[Dataset excerpts]
☆ ☆ ☆ ☆ ☆

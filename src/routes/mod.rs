//! HTTP route handlers.
//!
//! Routes are matched by path only: the original service never inspects the
//! request method, so `POST /health` answers exactly like `GET /health` and
//! that behavior is preserved here via `routing::any`.
//!
//! Request tracing is enabled via middleware that generates a unique request ID
//! for each incoming request, allowing correlation of all logs within a request.

pub mod health;
pub mod service;

use axum::{middleware, routing::any, Router};

use crate::error::AppError;
use crate::middleware::access_log_layer;

/// Fallback for unknown paths.
pub async fn not_found() -> AppError {
    AppError::NotFound
}

/// Creates the Axum router with all routes and the access-log middleware.
pub fn create_router() -> Router {
    Router::new()
        .route("/health", any(health::health))
        .route("/", any(service::identity))
        .fallback(not_found)
        // Access-log middleware - creates root span with request_id and prints
        // the per-request stdout line
        .layer(middleware::from_fn(access_log_layer))
}
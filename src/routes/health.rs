//! Health check endpoint for container orchestration.
//!
//! Provides a simple liveness probe that returns 200 OK when the process is running.
//! Used by Kubernetes, ECS, systemd, and load balancers to verify the service is alive.

use axum::Json;
use serde::Serialize;

/// Body of the liveness response.
#[derive(Debug, Serialize)]
pub struct HealthStatus {
    status: &'static str,
}

/// Health check handler.
///
/// Returns `{"status": "healthy"}` to indicate the service is running.
/// This is a liveness probe - it only checks that the process can respond to HTTP.
pub async fn health() -> Json<HealthStatus> {
    Json(HealthStatus { status: "healthy" })
}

☆ ☆ ☆ ☆ ☆

§ PROBLEM TO WORK ON
Among the entries above, the lines between the ones containing "pub fn create_router()" and "request_id and prints", inclusive, are to be transcribed exactly. No other line is to be given.

§ FINISHED EXERCISE
pub fn create_router() -> Router {
    Router::new()
        .route("/health", any(health::health))
        .route("/", any(service::identity))
        .fallback(not_found)
        // Access-log middleware - creates root span with request_id and prints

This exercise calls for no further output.